▶ _WHAT THIS TASK INVOLVES_
Counting only lines below that hold "LeftParen", give the total alone.

:: DATA FOR THIS EXERCISE

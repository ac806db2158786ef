//! Recursive descent parser for `XPath` 1.0.
//!
//! One method per production of the
//! [grammar](https://www.w3.org/TR/xpath-10/#section-Expressions), loosest
//! binding first: `or`, `and`, equality, relational, additive,
//! multiplicative, unary minus, union, path.

use super::XPathError;
use super::ast::{Axis, BinaryOp, Expr, NodeTest, Step};
use super::lexer::{Token, tokenize};

/// Parse an expression.
pub fn parse(input: &str) -> Result<Expr, XPathError> {
    let tokens = tokenize(input)?;
    if tokens.is_empty() {
        return Err(XPathError::Syntax("empty expression".to_string()));
    }

    let mut parser = Parser { tokens, pos: 0 };
    let expr = parser.parse_or()?;
    if let Some(token) = parser.peek() {
        return Err(XPathError::Syntax(format!("unexpected `{token}` after expression")));
    }
    Ok(expr)
}

struct Parser {
    tokens: Vec<Token>,
    pos: usize,
}

impl Parser {
    fn peek(&self) -> Option<&Token> {
        self.tokens.get(self.pos)
    }

    fn eat(&mut self, token: &Token) -> bool {
        if self.peek() == Some(token) {
            self.pos += 1;
            true
        } else {
            false
        }
    }

    fn expect(&mut self, token: &Token) -> Result<(), XPathError> {
        if self.eat(token) {
            return Ok(());
        }
        Err(XPathError::Syntax(format!(
            "expected `{token}`, found {}",
            self.describe_current()
        )))
    }

    fn describe_current(&self) -> String {
        self.peek()
            .map_or_else(|| "end of expression".to_string(), |token| format!("`{token}`"))
    }

    /// Parse a left-associative chain of `operand (op operand)*`.
    fn binary_chain(
        &mut self,
        operators: &[(Token, BinaryOp)],
        operand: fn(&mut Self) -> Result<Expr, XPathError>,
    ) -> Result<Expr, XPathError> {
        let mut left = operand(self)?;
        'chain: loop {
            for (token, op) in operators {
                if self.eat(token) {
                    let right = operand(self)?;
                    left = Expr::Binary(*op, Box::new(left), Box::new(right));
                    continue 'chain;
                }
            }
            return Ok(left);
        }
    }

    fn parse_or(&mut self) -> Result<Expr, XPathError> {
        self.binary_chain(&[(Token::Or, BinaryOp::Or)], Self::parse_and)
    }

    fn parse_and(&mut self) -> Result<Expr, XPathError> {
        self.binary_chain(&[(Token::And, BinaryOp::And)], Self::parse_equality)
    }

    fn parse_equality(&mut self) -> Result<Expr, XPathError> {
        self.binary_chain(
            &[(Token::Equal, BinaryOp::Equal), (Token::NotEqual, BinaryOp::NotEqual)],
            Self::parse_relational,
        )
    }

    fn parse_relational(&mut self) -> Result<Expr, XPathError> {
        self.binary_chain(
            &[
                (Token::LessEqual, BinaryOp::LessEqual),
                (Token::Less, BinaryOp::Less),
                (Token::GreaterEqual, BinaryOp::GreaterEqual),
                (Token::Greater, BinaryOp::Greater),
            ],
            Self::parse_additive,
        )
    }

    fn parse_additive(&mut self) -> Result<Expr, XPathError> {
        self.binary_chain(
            &[(Token::Plus, BinaryOp::Add), (Token::Minus, BinaryOp::Subtract)],
            Self::parse_multiplicative,
        )
    }

    fn parse_multiplicative(&mut self) -> Result<Expr, XPathError> {
        self.binary_chain(
            &[
                (Token::Multiply, BinaryOp::Multiply),
                (Token::Div, BinaryOp::Divide),
                (Token::Mod, BinaryOp::Modulo),
            ],
            Self::parse_unary,
        )
    }

    fn parse_unary(&mut self) -> Result<Expr, XPathError> {
        if self.eat(&Token::Minus) {
            return Ok(Expr::Negate(Box::new(self.parse_unary()?)));
        }
        self.binary_chain(&[(Token::Pipe, BinaryOp::Union)], Self::parse_path_expr)
    }

    /// `PathExpr ::= LocationPath | FilterExpr (('/' | '//') RelativeLocationPath)?`
    fn parse_path_expr(&mut self) -> Result<Expr, XPathError> {
        match self.peek() {
            Some(
                Token::Literal(_) | Token::Number(_) | Token::LeftParen | Token::FunctionName(_),
            ) => {
                let primary = self.parse_primary()?;
                let predicates = self.parse_predicates()?;
                let mut steps = Vec::new();
                if self.eat(&Token::DoubleSlash) {
                    steps.push(Step::new(Axis::DescendantOrSelf, NodeTest::Node));
                    self.parse_relative_path(&mut steps)?;
                } else if self.eat(&Token::Slash) {
                    self.parse_relative_path(&mut steps)?;
                }
                if predicates.is_empty() && steps.is_empty() {
                    return Ok(primary);
                }
                Ok(Expr::Filter {
                    primary: Box::new(primary),
                    predicates,
                    steps,
                })
            }
            _ => self.parse_location_path(),
        }
    }

    fn parse_primary(&mut self) -> Result<Expr, XPathError> {
        match self.tokens.get(self.pos).cloned() {
            Some(Token::Literal(value)) => {
                self.pos += 1;
                Ok(Expr::Literal(value))
            }
            Some(Token::Number(value)) => {
                self.pos += 1;
                Ok(Expr::Number(value))
            }
            Some(Token::LeftParen) => {
                self.pos += 1;
                let expr = self.parse_or()?;
                self.expect(&Token::RightParen)?;
                Ok(expr)
            }
            Some(Token::FunctionName(name)) => {
                self.pos += 1;
                self.expect(&Token::LeftParen)?;
                let mut args = Vec::new();
                if !self.eat(&Token::RightParen) {
                    args.push(self.parse_or()?);
                    while self.eat(&Token::Comma) {
                        args.push(self.parse_or()?);
                    }
                    self.expect(&Token::RightParen)?;
                }
                Ok(Expr::Call(name, args))
            }
            _ => Err(XPathError::Syntax(format!(
                "expected an expression, found {}",
                self.describe_current()
            ))),
        }
    }

    fn parse_location_path(&mut self) -> Result<Expr, XPathError> {
        let mut steps = Vec::new();
        if self.eat(&Token::DoubleSlash) {
            steps.push(Step::new(Axis::DescendantOrSelf, NodeTest::Node));
            self.parse_relative_path(&mut steps)?;
            return Ok(Expr::Path { absolute: true, steps });
        }
        if self.eat(&Token::Slash) {
            if self.at_step_start() {
                self.parse_relative_path(&mut steps)?;
            }
            return Ok(Expr::Path { absolute: true, steps });
        }
        self.parse_relative_path(&mut steps)?;
        Ok(Expr::Path { absolute: false, steps })
    }

    fn parse_relative_path(&mut self, steps: &mut Vec<Step>) -> Result<(), XPathError> {
        steps.push(self.parse_step()?);
        loop {
            if self.eat(&Token::DoubleSlash) {
                steps.push(Step::new(Axis::DescendantOrSelf, NodeTest::Node));
            } else if !self.eat(&Token::Slash) {
                return Ok(());
            }
            steps.push(self.parse_step()?);
        }
    }

    fn at_step_start(&self) -> bool {
        matches!(
            self.peek(),
            Some(
                Token::Dot
                    | Token::DotDot
                    | Token::At
                    | Token::Name(_)
                    | Token::NodeType(_)
                    | Token::AxisName(_)
            )
        )
    }

    fn parse_step(&mut self) -> Result<Step, XPathError> {
        if self.eat(&Token::Dot) {
            return Ok(Step::new(Axis::SelfNode, NodeTest::Node));
        }
        if self.eat(&Token::DotDot) {
            return Ok(Step::new(Axis::Parent, NodeTest::Node));
        }

        let axis = if self.eat(&Token::At) {
            Axis::Attribute
        } else if let Some(Token::AxisName(name)) = self.peek() {
            let axis = Axis::from_name(name)
                .ok_or_else(|| XPathError::UnsupportedAxis(name.clone()))?;
            self.pos += 1;
            self.expect(&Token::ColonColon)?;
            axis
        } else {
            Axis::Child
        };

        let test = match self.tokens.get(self.pos).cloned() {
            Some(Token::Name(name)) => {
                self.pos += 1;
                if name == "*" { NodeTest::Any } else { NodeTest::Name(name) }
            }
            Some(Token::NodeType(kind)) => {
                self.pos += 1;
                self.expect(&Token::LeftParen)?;
                self.expect(&Token::RightParen)?;
                match kind.as_str() {
                    "text" => NodeTest::Text,
                    "comment" => NodeTest::Comment,
                    _ => NodeTest::Node,
                }
            }
            _ => {
                return Err(XPathError::Syntax(format!(
                    "expected a node test, found {}",
                    self.describe_current()
                )));
            }
        };

        Ok(Step {
            axis,
            test,
            predicates: self.parse_predicates()?,
        })
    }

    fn parse_predicates(&mut self) -> Result<Vec<Expr>, XPathError> {
        let mut predicates = Vec::new();
        while self.eat(&Token::LeftBracket) {
            predicates.push(self.parse_or()?);
            self.expect(&Token::RightBracket)?;
        }
        Ok(predicates)
    }
}

#[cfg(test)]
mod tests {
    use super::*;

    fn child(name: &str) -> Step {
        Step::new(Axis::Child, NodeTest::Name(name.to_string()))
    }

    #[test]
    fn test_parse_abbreviations() {
        assert_eq!(
            parse("..").unwrap(),
            Expr::Path {
                absolute: false,
                steps: vec![Step::new(Axis::Parent, NodeTest::Node)],
            }
        );
        assert_eq!(
            parse(".//li").unwrap(),
            Expr::Path {
                absolute: false,
                steps: vec![
                    Step::new(Axis::SelfNode, NodeTest::Node),
                    Step::new(Axis::DescendantOrSelf, NodeTest::Node),
                    child("li"),
                ],
            }
        );
        assert_eq!(
            parse("/").unwrap(),
            Expr::Path {
                absolute: true,
                steps: Vec::new(),
            }
        );
    }

    #[test]
    fn test_parse_predicate_precedence() {
        let Expr::Path { steps, .. } = parse("./*[a = 1 or b and c]").unwrap() else {
            panic!("expected a path");
        };
        assert_eq!(steps[1].test, NodeTest::Any);
        assert!(matches!(&steps[1].predicates[0], Expr::Binary(BinaryOp::Or, _, right)
            if matches!(**right, Expr::Binary(BinaryOp::And, _, _))));
    }

    #[test]
    fn test_parse_unary_minus_and_arithmetic() {
        assert_eq!(
            parse("-1 + 2 mod 3").unwrap(),
            Expr::Binary(
                BinaryOp::Add,
                Box::new(Expr::Negate(Box::new(Expr::Number(1.0)))),
                Box::new(Expr::Binary(
                    BinaryOp::Modulo,
                    Box::new(Expr::Number(2.0)),
                    Box::new(Expr::Number(3.0)),
                )),
            )
        );
    }

    #[test]
    fn test_parse_errors() {
        for expression in ["", "./*[", "a =", "following::a", "count(", "a b"] {
            assert!(parse(expression).is_err(), "{expression:?} should not parse");
        }
    }
}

::::

▶ _RESPONSE FOR THIS EXERCISE_
4